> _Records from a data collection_
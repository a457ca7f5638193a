//! Connection bootstrap utilities for SQLite.
//!
//! # Responsibility
//! - Open file or in-memory SQLite connections.
//! - Configure connection pragmas required by core behavior.
//! - Trigger schema migrations before returning a usable connection.
//!
//! # Invariants
//! - Returned connections wait up to `BUSY_TIMEOUT` on a locked database.
//! - Returned connections have migrations fully applied.

use super::migrations::apply_migrations;
use super::{DbError, DbResult};
use log::{debug, error};
use rusqlite::Connection;
use std::path::Path;
use std::time::{Duration, Instant};

const BUSY_TIMEOUT: Duration = Duration::from_secs(5);

/// Opens a SQLite database file and applies all pending migrations.
///
/// Missing parent directories are created first.
///
/// # Side effects
/// - Performs connection bootstrap and migration checks.
/// - Emits `db_open` logging events with duration and status.
pub fn open_db(path: impl AsRef<Path>) -> DbResult<Connection> {
    let path = path.as_ref();
    open_with("file", || {
        if let Some(parent) = path.parent().filter(|p| !p.as_os_str().is_empty()) {
            std::fs::create_dir_all(parent).map_err(|source| DbError::CreateDir {
                path: parent.to_path_buf(),
                source,
            })?;
        }
        Ok(Connection::open(path)?)
    })
}

/// Opens an in-memory SQLite database and applies all pending migrations.
///
/// Every call returns an independent, empty database.
pub fn open_db_in_memory() -> DbResult<Connection> {
    open_with("memory", || Ok(Connection::open_in_memory()?))
}

fn open_with(
    mode: &'static str,
    connect: impl FnOnce() -> DbResult<Connection>,
) -> DbResult<Connection> {
    let started_at = Instant::now();
    debug!("event=db_open module=db status=start mode={mode}");

    let result = connect().and_then(|mut conn| {
        bootstrap_connection(&mut conn)?;
        Ok(conn)
    });

    match &result {
        Ok(_) => debug!(
            "event=db_open module=db status=ok mode={mode} duration_ms={}",
            started_at.elapsed().as_millis()
        ),
        Err(err) => error!(
            "event=db_open module=db status=error mode={mode} duration_ms={} error={err}",
            started_at.elapsed().as_millis()
        ),
    }
    result
}

fn bootstrap_connection(conn: &mut Connection) -> DbResult<()> {
    conn.busy_timeout(BUSY_TIMEOUT)?;
    apply_migrations(conn)?;
    Ok(())
}
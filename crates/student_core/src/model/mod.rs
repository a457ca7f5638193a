//! Domain model for the student registry.
//!
//! # Responsibility
//! - Define canonical data structures used by core business logic.
//!
//! # Invariants
//! - Every persisted student is identified by a storage-assigned `StudentId`.
//! - Deletion is a hard delete; there are no tombstones.

pub mod student;
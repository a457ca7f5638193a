//! Student repository contracts and SQLite implementation.
//!
//! # Responsibility
//! - Provide the storage-access operations the service layer relies on.
//! - Keep SQL details inside core persistence boundary.
//!
//! # Invariants
//! - `save` is a plain insert; it applies no content rules.
//! - Read paths reject invalid persisted state instead of masking it.
//! - Email comparison is a literal, case-sensitive match.

use crate::db::DbError;
use crate::model::student::{Gender, NewStudent, Student, StudentId};
use rusqlite::{params, Connection, Row};
use std::error::Error;
use std::fmt::{Display, Formatter};

const STUDENT_SELECT_SQL: &str = "SELECT id, name, email, gender FROM students";

pub type RepoResult<T> = Result<T, RepoError>;

/// Repository error for student persistence and query operations.
#[derive(Debug)]
pub enum RepoError {
    Db(DbError),
    NotFound(StudentId),
    InvalidData(String),
}

impl Display for RepoError {
    fn fmt(&self, f: &mut Formatter<'_>) -> std::fmt::Result {
        match self {
            Self::Db(err) => write!(f, "{err}"),
            Self::NotFound(id) => write!(f, "student not found: {id}"),
            Self::InvalidData(message) => write!(f, "invalid persisted student data: {message}"),
        }
    }
}

impl Error for RepoError {
    fn source(&self) -> Option<&(dyn Error + 'static)> {
        match self {
            Self::Db(err) => Some(err),
            Self::NotFound(_) | Self::InvalidData(_) => None,
        }
    }
}

impl From<DbError> for RepoError {
    fn from(value: DbError) -> Self {
        Self::Db(value)
    }
}

impl From<rusqlite::Error> for RepoError {
    fn from(value: rusqlite::Error) -> Self {
        Self::Db(DbError::Sqlite(value))
    }
}

/// Storage-access interface for students.
pub trait StudentRepository {
    /// Lists every stored student ordered by ascending id.
    fn find_all(&self) -> RepoResult<Vec<Student>>;
    /// Persists a new student and returns it with its assigned id.
    fn save(&self, student: &NewStudent) -> RepoResult<Student>;
    fn exists_by_id(&self, id: StudentId) -> RepoResult<bool>;
    /// Removes one student; `NotFound` when no row matched.
    fn delete_by_id(&self, id: StudentId) -> RepoResult<()>;
    fn select_exists_email(&self, email: &str) -> RepoResult<bool>;
}

/// SQLite-backed student repository.
pub struct SqliteStudentRepository<'conn> {
    conn: &'conn Connection,
}

impl<'conn> SqliteStudentRepository<'conn> {
    pub fn new(conn: &'conn Connection) -> Self {
        Self { conn }
    }
}

impl StudentRepository for SqliteStudentRepository<'_> {
    fn find_all(&self) -> RepoResult<Vec<Student>> {
        let mut stmt = self
            .conn
            .prepare(&format!("{STUDENT_SELECT_SQL} ORDER BY id ASC;"))?;
        let mut rows = stmt.query([])?;
        let mut students = Vec::new();

        while let Some(row) = rows.next()? {
            students.push(parse_student_row(row)?);
        }

        Ok(students)
    }

    fn save(&self, student: &NewStudent) -> RepoResult<Student> {
        self.conn.execute(
            "INSERT INTO students (name, email, gender) VALUES (?1, ?2, ?3);",
            params![
                student.name.as_str(),
                student.email.as_str(),
                student.gender.as_str(),
            ],
        )?;

        Ok(student.clone().into_student(self.conn.last_insert_rowid()))
    }

    fn exists_by_id(&self, id: StudentId) -> RepoResult<bool> {
        let exists = self.conn.query_row(
            "SELECT EXISTS(SELECT 1 FROM students WHERE id = ?1);",
            [id],
            |row| row.get::<_, bool>(0),
        )?;
        Ok(exists)
    }

    fn delete_by_id(&self, id: StudentId) -> RepoResult<()> {
        let changed = self
            .conn
            .execute("DELETE FROM students WHERE id = ?1;", [id])?;

        if changed == 0 {
            return Err(RepoError::NotFound(id));
        }

        Ok(())
    }

    fn select_exists_email(&self, email: &str) -> RepoResult<bool> {
        let exists = self.conn.query_row(
            "SELECT EXISTS(SELECT 1 FROM students WHERE email = ?1);",
            [email],
            |row| row.get::<_, bool>(0),
        )?;
        Ok(exists)
    }
}

fn parse_student_row(row: &Row<'_>) -> RepoResult<Student> {
    let id: StudentId = row.get("id")?;
    let gender_text: String = row.get("gender")?;
    let gender = gender_text.parse::<Gender>().map_err(|_| {
        RepoError::InvalidData(format!(
            "invalid gender `{gender_text}` in students.gender for id {id}"
        ))
    })?;

    Ok(Student {
        id,
        name: row.get("name")?,
        email: row.get("email")?,
        gender,
    })
}
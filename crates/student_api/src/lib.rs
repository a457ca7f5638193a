//! HTTP surface for the student registry.
//!
//! # Responsibility
//! - Expose list/create/delete over `actix-web` under `/api/v1/students`.
//! - Validate request bodies before they reach the service layer.
//! - Map every error kind to an explicit HTTP status.

pub mod error;
pub mod routes;
pub mod server;
pub mod state;
pub mod validation;


pub use error::{ApiError, ErrorBody};
pub use server::{start_server, ServerConfig};
pub use state::AppState;
pub use validation::{validate_new_student, StudentRequest, ValidationError};
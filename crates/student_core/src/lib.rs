//! Core domain logic for the student registry.
//! This crate is the single source of truth for business invariants.

pub mod db;
pub mod logging;
pub mod model;
pub mod repo;
pub mod service;

pub use logging::{default_log_level, init_logging, logging_status, LoggingError};
pub use model::student::{Gender, NewStudent, Student, StudentId, UnknownGender};
pub use repo::student_repo::{RepoError, RepoResult, SqliteStudentRepository, StudentRepository};
pub use service::student_service::{ServiceResult, StudentService, StudentServiceError};

/// Returns the core crate version.
pub fn core_version() -> &'static str {
    env!("CARGO_PKG_VERSION")
}
//! Student use-case service.
//!
//! # Responsibility
//! - Enforce email uniqueness on create and existence on delete.
//! - Translate rule violations into domain errors.
//!
//! # Invariants
//! - Service layer remains storage-agnostic.
//! - A rejected create or delete never reaches the repository write path.
//! - Check and act are separate repository calls; they are not atomic.

use crate::model::student::{NewStudent, Student, StudentId};
use crate::repo::student_repo::{RepoError, StudentRepository};
use log::{info, warn};
use std::error::Error;
use std::fmt::{Display, Formatter};

/// Service error for student use-cases.
#[derive(Debug)]
pub enum StudentServiceError {
    /// Another student already uses this email.
    EmailTaken(String),
    /// Target student does not exist.
    StudentNotFound(StudentId),
    /// Persistence-layer failure.
    Repo(RepoError),
}

impl Display for StudentServiceError {
    fn fmt(&self, f: &mut Formatter<'_>) -> std::fmt::Result {
        match self {
            Self::EmailTaken(email) => write!(f, "Email {email} taken"),
            Self::StudentNotFound(id) => write!(f, "Student with id {id} does not exists"),
            Self::Repo(err) => write!(f, "{err}"),
        }
    }
}

impl Error for StudentServiceError {
    fn source(&self) -> Option<&(dyn Error + 'static)> {
        match self {
            Self::Repo(err) => Some(err),
            _ => None,
        }
    }
}

impl From<RepoError> for StudentServiceError {
    fn from(value: RepoError) -> Self {
        match value {
            RepoError::NotFound(id) => Self::StudentNotFound(id),
            other => Self::Repo(other),
        }
    }
}

pub type ServiceResult<T> = Result<T, StudentServiceError>;

/// Student service facade over repository implementations.
pub struct StudentService<R: StudentRepository> {
    repo: R,
}

impl<R: StudentRepository> StudentService<R> {
    /// Creates a service using the provided repository implementation.
    pub fn new(repo: R) -> Self {
        Self { repo }
    }

    /// Lists all students exactly as storage returns them.
    pub fn get_all_students(&self) -> ServiceResult<Vec<Student>> {
        Ok(self.repo.find_all()?)
    }

    /// Creates one student after checking the email is free.
    ///
    /// # Errors
    /// - `EmailTaken` when any stored student has the same email.
    pub fn add_student(&self, student: &NewStudent) -> ServiceResult<Student> {
        if self.repo.select_exists_email(&student.email)? {
            warn!("event=student_create module=service status=rejected reason=email_taken");
            return Err(StudentServiceError::EmailTaken(student.email.clone()));
        }

        let saved = self.repo.save(student)?;
        info!(
            "event=student_create module=service status=ok id={}",
            saved.id
        );
        Ok(saved)
    }

    /// Deletes one student after checking it exists.
    ///
    /// # Errors
    /// - `StudentNotFound` when no student has this id, including when the row
    ///   disappears between the check and the delete.
    pub fn delete_student(&self, id: StudentId) -> ServiceResult<()> {
        if !self.repo.exists_by_id(id)? {
            warn!("event=student_delete module=service status=rejected reason=not_found id={id}");
            return Err(StudentServiceError::StudentNotFound(id));
        }

        self.repo.delete_by_id(id)?;
        info!("event=student_delete module=service status=ok id={id}");
        Ok(())
    }
}
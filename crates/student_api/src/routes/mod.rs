pub mod health;
pub mod students;

use crate::error::ApiError;
use actix_web::web::{self, ServiceConfig};
use actix_web::{HttpRequest, HttpResponse};

/// Upper bound for JSON request bodies.
const MAX_JSON_BODY_BYTES: usize = 16 * 1024;

/// Registers extractor configs and every route on an app or scope.
pub fn configure_routes(cfg: &mut ServiceConfig) {
    cfg.app_data(json_config())
        .app_data(path_config())
        .service(health::health_routes())
        .service(students::students_routes());
}

/// Fallback for unmatched routes.
pub async fn not_found(req: HttpRequest) -> Result<HttpResponse, ApiError> {
    Err(ApiError::RouteNotFound(format!(
        "{} {}",
        req.method(),
        req.path()
    )))
}

fn json_config() -> web::JsonConfig {
    web::JsonConfig::default()
        .limit(MAX_JSON_BODY_BYTES)
        .error_handler(|err, _req| ApiError::MalformedRequest(err.to_string()).into())
}

fn path_config() -> web::PathConfig {
    web::PathConfig::default()
        .error_handler(|err, _req| ApiError::MalformedRequest(err.to_string()).into())
}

> _EXERCISE_
Copy range, inclusive: the line holding "let result = connect().and_then(|mut" to the line holding "pub type RepoResult<T>". Reproduce exactly those lines of the records above and no others.

> _RESPONSE_
    let result = connect().and_then(|mut conn| {
        bootstrap_connection(&mut conn)?;
        Ok(conn)
    });

    match &result {
        Ok(_) => debug!(
            "event=db_open module=db status=ok mode={mode} duration_ms={}",
            started_at.elapsed().as_millis()
        ),
        Err(err) => error!(
            "event=db_open module=db status=error mode={mode} duration_ms={} error={err}",
            started_at.elapsed().as_millis()
        ),
    }
    result
}

fn bootstrap_connection(conn: &mut Connection) -> DbResult<()> {
    conn.busy_timeout(BUSY_TIMEOUT)?;
    apply_migrations(conn)?;
    Ok(())
}
filename crates/student_core/src/model/mod.rs
repository a457ca7f5638193a
//! Domain model for the student registry.
//!
//! # Responsibility
//! - Define canonical data structures used by core business logic.
//!
//! # Invariants
//! - Every persisted student is identified by a storage-assigned `StudentId`.
//! - Deletion is a hard delete; there are no tombstones.

pub mod student;
repository a457ca7f5638193a
//! Student repository contracts and SQLite implementation.
//!
//! # Responsibility
//! - Provide the storage-access operations the service layer relies on.
//! - Keep SQL details inside core persistence boundary.
//!
//! # Invariants
//! - `save` is a plain insert; it applies no content rules.
//! - Read paths reject invalid persisted state instead of masking it.
//! - Email comparison is a literal, case-sensitive match.

use crate::db::DbError;
use crate::model::student::{Gender, NewStudent, Student, StudentId};
use rusqlite::{params, Connection, Row};
use std::error::Error;
use std::fmt::{Display, Formatter};

const STUDENT_SELECT_SQL: &str = "SELECT id, name, email, gender FROM students";

pub type RepoResult<T> = Result<T, RepoError>;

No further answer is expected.